Sudah menjadi kelaziman saat-saat istimewa seperti menyambut bulan Ramadhan, rendang menjadi menu wajib di meja makan warga Padang.
Karena itu dalam dua hari terakhir akan dijumpai di dapur warga, para ibu sibuk memasak makanan yang disebut sebagai menu terenak di dunia oleh CNN pada 2011.
Untuk memasak sekilo rendang Fatimah menyiapkan bumbu mulai dari kelapa yang sudah tua, cabai giling, bawang merah, bawang putih, kemiri, serai hingga jahe.
Santan kelapa yang telah diperas terus diaduk dalam kuali dengan api kecil.

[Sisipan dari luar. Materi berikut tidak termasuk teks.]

//! Text labels for visited regions.
//!
//! When enabled, the overlay holds exactly one entry per selected region
//! that has a shape in the active scene, anchored at the region's label
//! point. Entries fade in when added and fade out before removal.
//! Updates are a keyed diff: only names whose membership changed are
//! touched.

use std::collections::BTreeMap;
use std::time::Duration;

use web_time::Instant;

use crate::scene::MapScene;
use crate::selection::SelectionStore;
use crate::types::Point;

/// Where an entry is in its fade.
#[derive(Debug, Clone, Copy, PartialEq, Eq, Hash)]
pub enum FadePhase {
    /// Fading from transparent to opaque.
    Entering,
    /// Fully shown.
    Visible,
    /// Fading out; removed by [`LabelOverlay::prune`] when transparent.
    Exiting,
}

impl FadePhase {
    /// CSS class used by the overlay for this phase.
    #[must_use]
    pub const fn css_class(self) -> &'static str {
        match self {
            Self::Entering => "label-entering",
            Self::Visible => "label-visible",
            Self::Exiting => "label-exiting",
        }
    }
}

/// One label.
#[derive(Debug, Clone, PartialEq)]
pub struct LabelEntry {
    /// Region name (also the key).
    pub name: String,
    /// Anchor in projected coordinates.
    pub anchor: Point,
    /// Current fade phase.
    pub phase: FadePhase,
    /// When the current phase began.
    pub since: Instant,
}

impl LabelEntry {
    fn progress(&self, now: Instant, fade: Duration) -> f64 {
        if fade.is_zero() {
            return 1.0;
        }
        let elapsed = now.saturating_duration_since(self.since);
        (elapsed.as_secs_f64() / fade.as_secs_f64()).min(1.0)
    }
}

/// Names whose labels were added or started fading out by an update.
#[derive(Debug, Clone, Default, PartialEq, Eq)]
pub struct LabelDiff {
    /// Labels that started fading in.
    pub added: Vec<String>,
    /// Labels that started fading out.
    pub removed: Vec<String>,
}

impl LabelDiff {
    /// Returns `true` if nothing changed.
    #[must_use]
    pub fn is_empty(&self) -> bool {
        self.added.is_empty() && self.removed.is_empty()
    }
}

/// The label overlay.
#[derive(Debug, Clone)]
pub struct LabelOverlay {
    enabled: bool,
    fade: Duration,
    entries: BTreeMap<String, LabelEntry>,
}

impl LabelOverlay {
    /// A disabled overlay whose fades last `fade`.
    #[must_use]
    pub const fn new(fade: Duration) -> Self {
        Self {
            enabled: false,
            fade,
            entries: BTreeMap::new(),
        }
    }

    /// Returns `true` if labels are switched on.
    #[must_use]
    pub const fn is_enabled(&self) -> bool {
        self.enabled
    }

    /// Switch labels on (fade every selected label in) or off (fade all
    /// out).
    pub fn set_enabled(
        &mut self,
        on: bool,
        scene: &MapScene,
        selection: &SelectionStore,
        now: Instant,
    ) -> LabelDiff {
        if on == self.enabled {
            return LabelDiff::default();
        }
        self.enabled = on;
        if on {
            self.reconcile(scene, selection, now)
        } else {
            let mut diff = LabelDiff::default();
            for entry in self.entries.values_mut() {
                if entry.phase != FadePhase::Exiting {
                    entry.phase = FadePhase::Exiting;
                    entry.since = now;
                    diff.removed.push(entry.name.clone());
                }
            }
            diff
        }
    }

    /// Bring the entries in line with `selection` restricted to `scene`.
    ///
    /// Does nothing while disabled.
    pub fn reconcile(
        &mut self,
        scene: &MapScene,
        selection: &SelectionStore,
        now: Instant,
    ) -> LabelDiff {
        let mut diff = LabelDiff::default();
        if !self.enabled {
            return diff;
        }

        for entry in self.entries.values_mut() {
            let wanted = selection.contains(&entry.name) && scene.contains(&entry.name);
            if !wanted && entry.phase != FadePhase::Exiting {
                entry.phase = FadePhase::Exiting;
                entry.since = now;
                diff.removed.push(entry.name.clone());
            }
        }

        for name in selection.iter() {
            let Some(anchor) = scene.anchor(name) else {
                continue;
            };
            match self.entries.get_mut(name) {
                Some(entry) if entry.phase != FadePhase::Exiting => {}
                Some(entry) => {
                    entry.phase = FadePhase::Entering;
                    entry.since = now;
                    entry.anchor = anchor;
                    diff.added.push(name.to_owned());
                }
                None => {
                    self.entries.insert(
                        name.to_owned(),
                        LabelEntry {
                            name: name.to_owned(),
                            anchor,
                            phase: FadePhase::Entering,
                            since: now,
                        },
                    );
                    diff.added.push(name.to_owned());
                }
            }
        }
        diff
    }

    /// All entries, including ones still fading out.
    pub fn entries(&self) -> impl Iterator<Item = &LabelEntry> {
        self.entries.values()
    }

    /// Names with a label that is not fading out.
    pub fn shown_names(&self) -> impl Iterator<Item = &str> {
        self.entries
            .values()
            .filter(|e| e.phase != FadePhase::Exiting)
            .map(|e| e.name.as_str())
    }

    /// Opacity of `entry` at `now`, in `[0, 1]`.
    #[must_use]
    pub fn opacity(&self, entry: &LabelEntry, now: Instant) -> f64 {
        match entry.phase {
            FadePhase::Entering => entry.progress(now, self.fade),
            FadePhase::Visible => 1.0,
            FadePhase::Exiting => 1.0 - entry.progress(now, self.fade),
        }
    }

    /// Finish completed fades: entering labels become visible and fully
    /// faded exits are removed. Returns the removed names.
    pub fn prune(&mut self, now: Instant) -> Vec<String> {
        let fade = self.fade;
        let mut removed = Vec::new();
        self.entries.retain(|name, entry| {
            let done = entry.progress(now, fade) >= 1.0;
            match entry.phase {
                FadePhase::Exiting if done => {
                    removed.push(name.clone());
                    false
                }
                FadePhase::Entering if done => {
                    entry.phase = FadePhase::Visible;
                    entry.since = now;
                    true
                }
                _ => true,
            }
        });
        removed
    }

    /// Drop every entry immediately (scope switch).
    pub fn clear(&mut self) {
        self.entries.clear();
    }

    /// Fade duration.
    #[must_use]
    pub const fn fade(&self) -> Duration {
        self.fade
    }
}

#[cfg(test)]
#[allow(clippy::unwrap_used)]
mod tests {
    use super::*;
    use crate::projection::Projection;
    use crate::scope::ScopeId;
    use crate::types::{Region, RegionCollection};
    use geo::{MultiPolygon, polygon};

    struct Flat;

    impl Projection for Flat {
        fn project(&self, lon: f64, lat: f64) -> Option<Point> {
            Some(Point::new(lon, lat))
        }
    }

    fn scene() -> MapScene {
        let regions = ["A", "B", "C"]
            .iter()
            .enumerate()
            .map(|(i, name)| {
                #[allow(clippy::cast_precision_loss)]
                let x = i as f64 * 2.0;
                Region {
                    name: (*name).to_owned(),
                    geometry: MultiPolygon::new(vec![polygon![
                        (x: x, y: 0.0),
                        (x: x + 1.0, y: 0.0),
                        (x: x + 1.0, y: 1.0),
                        (x: x, y: 1.0),
                        (x: x, y: 0.0),
                    ]]),
                    properties: serde_json::Map::new(),
                }
            })
            .collect();
        MapScene::build(&RegionCollection::new(ScopeId::World, regions), &Flat)
    }

    const FADE: Duration = Duration::from_millis(250);

    #[test]
    fn disabled_overlay_ignores_selection() {
        let mut overlay = LabelOverlay::new(FADE);
        let mut sel = SelectionStore::new();
        sel.toggle("A");
        assert!(overlay.reconcile(&scene(), &sel, Instant::now()).is_empty());
        assert_eq!(overlay.entries().count(), 0);
    }

    #[test]
    fn enabling_fades_in_one_label_per_selected_region() {
        let scene = scene();
        let mut overlay = LabelOverlay::new(FADE);
        let mut sel = SelectionStore::new();
        sel.select_all(["A", "C", "Nowhere"]);
        let now = Instant::now();
        let diff = overlay.set_enabled(true, &scene, &sel, now);
        assert_eq!(diff.added, vec!["A", "C"]);

        let entry = overlay.entries().next().cloned().unwrap();
        assert_eq!(entry.phase, FadePhase::Entering);
        assert!(overlay.opacity(&entry, now).abs() < 1e-9);
        assert!((overlay.opacity(&entry, now + FADE) - 1.0).abs() < 1e-9);
        assert_eq!(entry.anchor, Point::new(0.5, 0.5));
    }

    #[test]
    fn reconcile_touches_only_changed_names() {
        let scene = scene();
        let mut overlay = LabelOverlay::new(FADE);
        let mut sel = SelectionStore::new();
        sel.select_all(["A", "B"]);
        let t0 = Instant::now();
        overlay.set_enabled(true, &scene, &sel, t0);
        overlay.prune(t0 + FADE);

        sel.toggle("B");
        sel.toggle("C");
        let t1 = t0 + FADE * 2;
        let diff = overlay.reconcile(&scene, &sel, t1);
        assert_eq!(diff.added, vec!["C"]);
        assert_eq!(diff.removed, vec!["B"]);

        let a = overlay.entries().find(|e| e.name == "A").map(|e| (e.phase, e.since));
        assert_eq!(a, Some((FadePhase::Visible, t0 + FADE)));
    }

    #[test]
    fn disabling_fades_out_then_prunes() {
        let scene = scene();
        let mut overlay = LabelOverlay::new(FADE);
        let mut sel = SelectionStore::new();
        sel.toggle("A");
        let t0 = Instant::now();
        overlay.set_enabled(true, &scene, &sel, t0);
        let diff = overlay.set_enabled(false, &scene, &sel, t0);
        assert_eq!(diff.removed, vec!["A"]);
        assert_eq!(overlay.shown_names().count(), 0);
        assert!(overlay.prune(t0 + FADE / 2).is_empty());
        assert_eq!(overlay.prune(t0 + FADE), vec!["A"]);
        assert_eq!(overlay.entries().count(), 0);
    }

    #[test]
    fn reselecting_an_exiting_label_brings_it_back() {
        let scene = scene();
        let mut overlay = LabelOverlay::new(FADE);
        let mut sel = SelectionStore::new();
        sel.toggle("A");
        let t0 = Instant::now();
        overlay.set_enabled(true, &scene, &sel, t0);
        sel.toggle("A");
        overlay.reconcile(&scene, &sel, t0);
        sel.toggle("A");
        let diff = overlay.reconcile(&scene, &sel, t0);
        assert_eq!(diff.added, vec!["A"]);
        assert_eq!(overlay.entries().count(), 1);
    }
}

Semua bumbu digiling halus perlahan dituangkan, tangannya pun tak henti mengaduk agar merata dan tidak hangus.
Dua jam berlalu santan yang ada dalam kuali berubah warna menjadi kecoklatan.
Setelah santan berubah warna menjadi coklat dan kandungan minyaknya mulai ke luar, Fatimah mulai memasukkan potongan daging sapi yang telah dipotong kecil sembari terus mengaduk.
Daging sapi tersebut mulai matang, namun belum kering dan baru disebut kalio atau gulai daging dengan kuah kental kuning kecoklatan.